## WHAT IS REQUIRED
Your task is to repeat the entries exactly from their first line through the line with "use std::path::PathBuf;", and to stop there.

## INPUT RECORDS
------------------------------------------------
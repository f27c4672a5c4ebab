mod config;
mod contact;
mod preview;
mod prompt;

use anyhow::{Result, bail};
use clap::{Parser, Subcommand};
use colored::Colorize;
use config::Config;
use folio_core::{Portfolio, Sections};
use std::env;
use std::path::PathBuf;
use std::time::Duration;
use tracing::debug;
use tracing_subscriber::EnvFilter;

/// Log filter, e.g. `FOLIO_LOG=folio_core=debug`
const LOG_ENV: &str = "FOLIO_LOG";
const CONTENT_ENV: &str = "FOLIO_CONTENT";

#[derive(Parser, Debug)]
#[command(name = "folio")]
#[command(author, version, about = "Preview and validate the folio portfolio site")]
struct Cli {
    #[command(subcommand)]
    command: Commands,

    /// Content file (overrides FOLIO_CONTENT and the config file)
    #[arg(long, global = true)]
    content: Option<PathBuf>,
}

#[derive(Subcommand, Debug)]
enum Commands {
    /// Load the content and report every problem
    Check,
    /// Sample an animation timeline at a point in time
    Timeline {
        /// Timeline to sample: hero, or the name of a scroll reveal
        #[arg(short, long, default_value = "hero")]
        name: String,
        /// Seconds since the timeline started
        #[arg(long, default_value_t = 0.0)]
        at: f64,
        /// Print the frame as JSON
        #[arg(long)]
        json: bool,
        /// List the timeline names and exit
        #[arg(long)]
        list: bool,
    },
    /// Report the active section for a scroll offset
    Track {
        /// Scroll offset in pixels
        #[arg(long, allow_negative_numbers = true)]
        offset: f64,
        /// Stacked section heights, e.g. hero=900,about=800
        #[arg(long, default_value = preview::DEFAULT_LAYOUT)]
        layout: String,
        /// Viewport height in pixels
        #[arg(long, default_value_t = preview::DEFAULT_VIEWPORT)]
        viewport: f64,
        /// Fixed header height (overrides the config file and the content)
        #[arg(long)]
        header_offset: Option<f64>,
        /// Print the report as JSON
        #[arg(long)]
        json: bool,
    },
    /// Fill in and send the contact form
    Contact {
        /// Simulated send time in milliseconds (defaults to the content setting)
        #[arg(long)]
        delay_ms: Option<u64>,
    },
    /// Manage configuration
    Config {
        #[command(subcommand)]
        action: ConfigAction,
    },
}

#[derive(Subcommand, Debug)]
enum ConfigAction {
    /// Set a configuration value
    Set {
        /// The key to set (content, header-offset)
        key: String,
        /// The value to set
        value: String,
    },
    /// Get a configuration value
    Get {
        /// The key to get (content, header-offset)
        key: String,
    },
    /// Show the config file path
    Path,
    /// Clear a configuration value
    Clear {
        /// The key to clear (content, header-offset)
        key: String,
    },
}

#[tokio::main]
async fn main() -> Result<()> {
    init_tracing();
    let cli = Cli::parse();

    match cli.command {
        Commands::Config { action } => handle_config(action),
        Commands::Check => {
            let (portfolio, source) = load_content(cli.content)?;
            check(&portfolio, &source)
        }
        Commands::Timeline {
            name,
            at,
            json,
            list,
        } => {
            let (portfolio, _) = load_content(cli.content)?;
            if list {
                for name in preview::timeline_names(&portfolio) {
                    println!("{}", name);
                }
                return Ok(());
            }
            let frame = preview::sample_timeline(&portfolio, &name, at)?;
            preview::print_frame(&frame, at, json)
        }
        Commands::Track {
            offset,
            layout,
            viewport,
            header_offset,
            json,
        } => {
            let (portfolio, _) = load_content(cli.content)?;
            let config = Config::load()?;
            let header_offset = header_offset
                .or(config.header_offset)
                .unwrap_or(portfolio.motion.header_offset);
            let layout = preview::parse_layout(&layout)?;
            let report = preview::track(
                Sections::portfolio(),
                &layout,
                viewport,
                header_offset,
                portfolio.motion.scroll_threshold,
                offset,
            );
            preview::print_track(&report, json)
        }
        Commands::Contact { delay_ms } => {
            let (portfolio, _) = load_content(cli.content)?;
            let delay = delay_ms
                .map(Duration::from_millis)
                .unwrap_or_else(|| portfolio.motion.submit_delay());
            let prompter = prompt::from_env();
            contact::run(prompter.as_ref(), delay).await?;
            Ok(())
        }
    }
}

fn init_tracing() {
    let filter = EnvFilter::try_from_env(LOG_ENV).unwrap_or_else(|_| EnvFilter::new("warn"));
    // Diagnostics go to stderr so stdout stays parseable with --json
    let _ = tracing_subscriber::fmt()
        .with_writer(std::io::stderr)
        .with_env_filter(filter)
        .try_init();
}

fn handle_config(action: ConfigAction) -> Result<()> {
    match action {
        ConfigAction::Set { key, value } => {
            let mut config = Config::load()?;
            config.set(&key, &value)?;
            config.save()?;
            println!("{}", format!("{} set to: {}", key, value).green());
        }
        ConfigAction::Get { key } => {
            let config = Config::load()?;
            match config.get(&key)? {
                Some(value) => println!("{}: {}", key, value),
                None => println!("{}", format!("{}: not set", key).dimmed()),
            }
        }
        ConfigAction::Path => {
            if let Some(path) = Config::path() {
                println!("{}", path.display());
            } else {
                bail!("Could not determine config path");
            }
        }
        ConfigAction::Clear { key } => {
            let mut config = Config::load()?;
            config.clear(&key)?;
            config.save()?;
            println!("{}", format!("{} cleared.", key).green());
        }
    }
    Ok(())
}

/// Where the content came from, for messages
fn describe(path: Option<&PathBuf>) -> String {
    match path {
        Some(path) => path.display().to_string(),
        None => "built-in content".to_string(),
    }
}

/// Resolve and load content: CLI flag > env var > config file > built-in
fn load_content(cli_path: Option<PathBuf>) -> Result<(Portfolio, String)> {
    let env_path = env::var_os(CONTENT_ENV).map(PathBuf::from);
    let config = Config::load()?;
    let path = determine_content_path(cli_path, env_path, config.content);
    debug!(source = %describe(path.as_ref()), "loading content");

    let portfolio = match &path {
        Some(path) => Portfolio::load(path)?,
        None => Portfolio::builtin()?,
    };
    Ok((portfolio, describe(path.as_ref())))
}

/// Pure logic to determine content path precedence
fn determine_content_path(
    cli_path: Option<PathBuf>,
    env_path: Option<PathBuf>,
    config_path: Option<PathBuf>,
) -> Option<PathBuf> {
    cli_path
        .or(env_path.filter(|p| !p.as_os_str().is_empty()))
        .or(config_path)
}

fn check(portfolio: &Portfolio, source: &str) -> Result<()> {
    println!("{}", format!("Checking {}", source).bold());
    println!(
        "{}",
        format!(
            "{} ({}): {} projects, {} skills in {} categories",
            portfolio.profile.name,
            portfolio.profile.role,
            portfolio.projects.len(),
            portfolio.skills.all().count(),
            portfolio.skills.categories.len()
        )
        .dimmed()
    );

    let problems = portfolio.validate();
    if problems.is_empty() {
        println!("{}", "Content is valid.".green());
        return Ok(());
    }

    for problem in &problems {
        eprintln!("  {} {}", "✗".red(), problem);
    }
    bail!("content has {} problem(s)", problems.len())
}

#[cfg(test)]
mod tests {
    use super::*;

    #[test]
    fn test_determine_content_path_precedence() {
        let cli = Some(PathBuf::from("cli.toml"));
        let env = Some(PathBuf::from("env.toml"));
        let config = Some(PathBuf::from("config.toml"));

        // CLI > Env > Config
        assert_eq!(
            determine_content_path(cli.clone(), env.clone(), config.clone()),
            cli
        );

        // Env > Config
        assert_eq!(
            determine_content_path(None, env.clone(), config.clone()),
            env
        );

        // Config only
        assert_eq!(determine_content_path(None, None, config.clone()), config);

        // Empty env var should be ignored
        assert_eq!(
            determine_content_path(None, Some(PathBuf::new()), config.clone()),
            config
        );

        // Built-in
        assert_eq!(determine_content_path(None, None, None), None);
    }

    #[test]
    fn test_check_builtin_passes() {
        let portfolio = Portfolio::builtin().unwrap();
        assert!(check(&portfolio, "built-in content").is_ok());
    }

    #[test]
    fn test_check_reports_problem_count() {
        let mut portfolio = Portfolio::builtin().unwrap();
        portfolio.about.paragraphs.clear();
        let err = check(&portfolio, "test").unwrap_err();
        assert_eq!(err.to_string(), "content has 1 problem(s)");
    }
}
------------------------------------------------
## RESPONSE BELOW
repository f27c4672a5c4ebab
mod config;
mod contact;
mod preview;
mod prompt;

use anyhow::{Result, bail};
use clap::{Parser, Subcommand};
use colored::Colorize;
use config::Config;
use folio_core::{Portfolio, Sections};
use std::env;
use std::path::PathBuf;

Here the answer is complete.